Data records

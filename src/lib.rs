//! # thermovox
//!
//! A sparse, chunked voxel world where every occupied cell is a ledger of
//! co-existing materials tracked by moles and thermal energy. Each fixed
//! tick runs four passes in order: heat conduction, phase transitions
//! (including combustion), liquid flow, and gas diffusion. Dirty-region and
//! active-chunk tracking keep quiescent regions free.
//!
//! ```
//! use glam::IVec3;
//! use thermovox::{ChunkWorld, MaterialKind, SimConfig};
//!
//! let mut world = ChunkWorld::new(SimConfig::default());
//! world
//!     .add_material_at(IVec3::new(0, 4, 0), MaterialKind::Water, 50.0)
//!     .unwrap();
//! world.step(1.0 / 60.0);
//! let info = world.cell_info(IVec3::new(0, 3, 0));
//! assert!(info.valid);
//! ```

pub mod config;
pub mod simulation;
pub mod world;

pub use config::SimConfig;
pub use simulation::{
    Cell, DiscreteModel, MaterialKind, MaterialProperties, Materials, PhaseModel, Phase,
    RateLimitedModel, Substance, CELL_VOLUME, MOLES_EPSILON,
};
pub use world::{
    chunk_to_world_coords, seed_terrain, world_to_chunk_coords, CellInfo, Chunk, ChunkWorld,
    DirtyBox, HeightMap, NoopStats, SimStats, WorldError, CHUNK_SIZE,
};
--
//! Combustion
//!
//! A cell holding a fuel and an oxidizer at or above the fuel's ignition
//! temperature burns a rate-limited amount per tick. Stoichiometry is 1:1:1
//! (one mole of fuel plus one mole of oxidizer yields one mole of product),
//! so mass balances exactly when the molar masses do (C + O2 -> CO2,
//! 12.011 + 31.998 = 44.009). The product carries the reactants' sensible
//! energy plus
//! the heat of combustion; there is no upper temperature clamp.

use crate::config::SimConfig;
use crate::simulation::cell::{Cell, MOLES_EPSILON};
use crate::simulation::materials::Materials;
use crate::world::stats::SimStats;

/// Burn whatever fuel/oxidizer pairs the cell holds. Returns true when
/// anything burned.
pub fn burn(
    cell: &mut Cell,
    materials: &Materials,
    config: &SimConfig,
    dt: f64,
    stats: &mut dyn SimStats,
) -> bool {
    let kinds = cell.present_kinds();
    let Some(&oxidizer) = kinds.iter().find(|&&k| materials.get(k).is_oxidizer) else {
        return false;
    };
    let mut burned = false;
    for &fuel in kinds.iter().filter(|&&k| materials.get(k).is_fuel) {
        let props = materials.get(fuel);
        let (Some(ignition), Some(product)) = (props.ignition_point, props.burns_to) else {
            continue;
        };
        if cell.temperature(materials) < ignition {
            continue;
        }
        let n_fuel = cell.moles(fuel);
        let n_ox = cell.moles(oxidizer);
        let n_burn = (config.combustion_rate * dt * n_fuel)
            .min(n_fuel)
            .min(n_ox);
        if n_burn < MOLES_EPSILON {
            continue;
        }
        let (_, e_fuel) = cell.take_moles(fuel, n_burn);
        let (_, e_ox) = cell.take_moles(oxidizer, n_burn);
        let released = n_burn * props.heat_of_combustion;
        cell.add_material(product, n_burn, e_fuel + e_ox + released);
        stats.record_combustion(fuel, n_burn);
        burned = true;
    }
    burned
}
* * *
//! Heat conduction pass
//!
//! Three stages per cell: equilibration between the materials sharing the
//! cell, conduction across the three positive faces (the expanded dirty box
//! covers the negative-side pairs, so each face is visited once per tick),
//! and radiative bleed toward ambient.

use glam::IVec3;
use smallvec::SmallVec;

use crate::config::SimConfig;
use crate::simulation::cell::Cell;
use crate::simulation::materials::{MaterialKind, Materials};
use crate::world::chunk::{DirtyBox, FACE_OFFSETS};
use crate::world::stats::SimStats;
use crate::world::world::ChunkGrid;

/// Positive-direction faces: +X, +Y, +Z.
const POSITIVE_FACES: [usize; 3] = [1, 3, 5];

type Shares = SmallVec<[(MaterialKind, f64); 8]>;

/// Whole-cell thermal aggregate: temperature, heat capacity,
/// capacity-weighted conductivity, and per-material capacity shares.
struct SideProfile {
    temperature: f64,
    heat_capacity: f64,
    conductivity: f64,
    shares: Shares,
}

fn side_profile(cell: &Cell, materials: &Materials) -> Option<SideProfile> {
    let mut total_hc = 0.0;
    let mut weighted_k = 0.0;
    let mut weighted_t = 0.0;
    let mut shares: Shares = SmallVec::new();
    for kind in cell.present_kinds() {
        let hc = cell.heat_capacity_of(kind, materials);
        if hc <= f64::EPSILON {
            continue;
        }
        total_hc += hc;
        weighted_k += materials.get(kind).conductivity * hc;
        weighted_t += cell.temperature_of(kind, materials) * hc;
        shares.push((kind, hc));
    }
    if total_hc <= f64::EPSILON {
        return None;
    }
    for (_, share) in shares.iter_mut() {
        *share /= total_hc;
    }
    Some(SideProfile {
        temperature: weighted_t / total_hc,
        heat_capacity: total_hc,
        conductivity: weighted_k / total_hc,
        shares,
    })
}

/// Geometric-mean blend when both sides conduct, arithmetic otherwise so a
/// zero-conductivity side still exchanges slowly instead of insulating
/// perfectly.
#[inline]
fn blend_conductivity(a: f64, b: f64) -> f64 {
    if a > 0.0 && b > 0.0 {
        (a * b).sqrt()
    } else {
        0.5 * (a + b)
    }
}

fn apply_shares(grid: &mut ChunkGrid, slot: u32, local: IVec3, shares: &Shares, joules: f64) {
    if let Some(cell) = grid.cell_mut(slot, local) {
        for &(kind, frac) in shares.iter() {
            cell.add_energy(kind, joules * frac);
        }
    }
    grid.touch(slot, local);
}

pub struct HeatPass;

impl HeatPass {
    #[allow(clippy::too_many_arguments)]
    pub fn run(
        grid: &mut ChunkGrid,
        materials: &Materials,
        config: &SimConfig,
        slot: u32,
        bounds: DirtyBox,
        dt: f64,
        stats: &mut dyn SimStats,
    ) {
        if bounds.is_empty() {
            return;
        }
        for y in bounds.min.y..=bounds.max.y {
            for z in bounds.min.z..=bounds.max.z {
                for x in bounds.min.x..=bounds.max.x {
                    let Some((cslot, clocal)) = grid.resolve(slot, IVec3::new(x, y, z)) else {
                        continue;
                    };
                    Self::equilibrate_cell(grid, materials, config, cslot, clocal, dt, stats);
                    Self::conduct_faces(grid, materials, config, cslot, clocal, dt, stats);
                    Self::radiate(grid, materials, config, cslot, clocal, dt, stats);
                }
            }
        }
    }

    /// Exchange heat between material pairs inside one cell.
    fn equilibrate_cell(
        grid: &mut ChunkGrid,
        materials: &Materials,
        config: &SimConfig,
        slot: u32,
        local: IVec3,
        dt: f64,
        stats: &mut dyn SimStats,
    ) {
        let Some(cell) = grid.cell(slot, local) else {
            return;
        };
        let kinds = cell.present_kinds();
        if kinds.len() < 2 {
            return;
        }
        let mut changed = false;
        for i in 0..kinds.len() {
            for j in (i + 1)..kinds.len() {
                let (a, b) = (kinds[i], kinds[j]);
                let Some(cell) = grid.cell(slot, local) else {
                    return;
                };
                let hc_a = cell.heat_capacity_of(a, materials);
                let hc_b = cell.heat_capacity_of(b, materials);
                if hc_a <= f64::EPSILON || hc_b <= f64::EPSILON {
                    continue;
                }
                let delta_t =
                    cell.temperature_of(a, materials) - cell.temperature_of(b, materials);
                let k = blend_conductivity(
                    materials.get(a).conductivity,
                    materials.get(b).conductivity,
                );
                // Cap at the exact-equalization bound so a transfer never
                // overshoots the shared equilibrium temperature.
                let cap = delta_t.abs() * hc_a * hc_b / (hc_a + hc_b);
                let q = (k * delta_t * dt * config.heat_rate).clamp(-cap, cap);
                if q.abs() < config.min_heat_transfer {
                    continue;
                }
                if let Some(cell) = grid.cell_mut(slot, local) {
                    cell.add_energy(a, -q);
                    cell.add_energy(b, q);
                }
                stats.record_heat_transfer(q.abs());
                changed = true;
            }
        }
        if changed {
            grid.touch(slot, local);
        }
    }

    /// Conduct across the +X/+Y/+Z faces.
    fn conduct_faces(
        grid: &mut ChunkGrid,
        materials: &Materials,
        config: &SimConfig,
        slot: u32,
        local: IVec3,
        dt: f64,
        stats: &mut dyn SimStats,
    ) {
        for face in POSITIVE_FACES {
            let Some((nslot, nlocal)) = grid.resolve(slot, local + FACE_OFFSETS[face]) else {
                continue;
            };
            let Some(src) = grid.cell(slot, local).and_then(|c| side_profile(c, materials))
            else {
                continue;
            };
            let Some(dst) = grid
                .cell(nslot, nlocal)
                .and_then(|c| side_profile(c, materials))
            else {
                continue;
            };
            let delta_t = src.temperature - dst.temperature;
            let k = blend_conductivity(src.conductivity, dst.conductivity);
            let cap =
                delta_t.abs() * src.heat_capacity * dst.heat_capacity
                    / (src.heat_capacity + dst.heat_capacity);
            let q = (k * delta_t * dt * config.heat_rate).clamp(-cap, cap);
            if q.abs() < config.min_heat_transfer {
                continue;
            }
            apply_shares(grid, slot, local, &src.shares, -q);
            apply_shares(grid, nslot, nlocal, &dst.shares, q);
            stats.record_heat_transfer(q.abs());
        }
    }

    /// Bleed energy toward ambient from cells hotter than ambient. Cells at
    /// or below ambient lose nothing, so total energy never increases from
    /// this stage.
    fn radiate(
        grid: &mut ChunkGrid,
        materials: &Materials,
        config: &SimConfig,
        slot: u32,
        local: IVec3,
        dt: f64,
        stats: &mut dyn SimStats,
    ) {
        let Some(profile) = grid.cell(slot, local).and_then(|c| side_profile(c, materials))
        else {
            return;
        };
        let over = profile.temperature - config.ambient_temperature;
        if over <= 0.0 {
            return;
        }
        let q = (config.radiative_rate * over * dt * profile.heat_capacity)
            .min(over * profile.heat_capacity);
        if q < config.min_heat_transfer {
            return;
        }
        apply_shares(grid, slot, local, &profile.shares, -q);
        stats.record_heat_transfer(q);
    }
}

* Exercise goal
Reproduce the lines of the entries above from the one with "filename src/lib.rs" to the one with "pub mod world;", both included, exactly and without any other line.

* Response for this exercise
filename src/lib.rs
//! # thermovox
//!
//! A sparse, chunked voxel world where every occupied cell is a ledger of
//! co-existing materials tracked by moles and thermal energy. Each fixed
//! tick runs four passes in order: heat conduction, phase transitions
//! (including combustion), liquid flow, and gas diffusion. Dirty-region and
//! active-chunk tracking keep quiescent regions free.
//!
//! ```
//! use glam::IVec3;
//! use thermovox::{ChunkWorld, MaterialKind, SimConfig};
//!
//! let mut world = ChunkWorld::new(SimConfig::default());
//! world
//!     .add_material_at(IVec3::new(0, 4, 0), MaterialKind::Water, 50.0)
//!     .unwrap();
//! world.step(1.0 / 60.0);
//! let info = world.cell_info(IVec3::new(0, 3, 0));
//! assert!(info.valid);
//! ```

pub mod config;
pub mod simulation;
pub mod world;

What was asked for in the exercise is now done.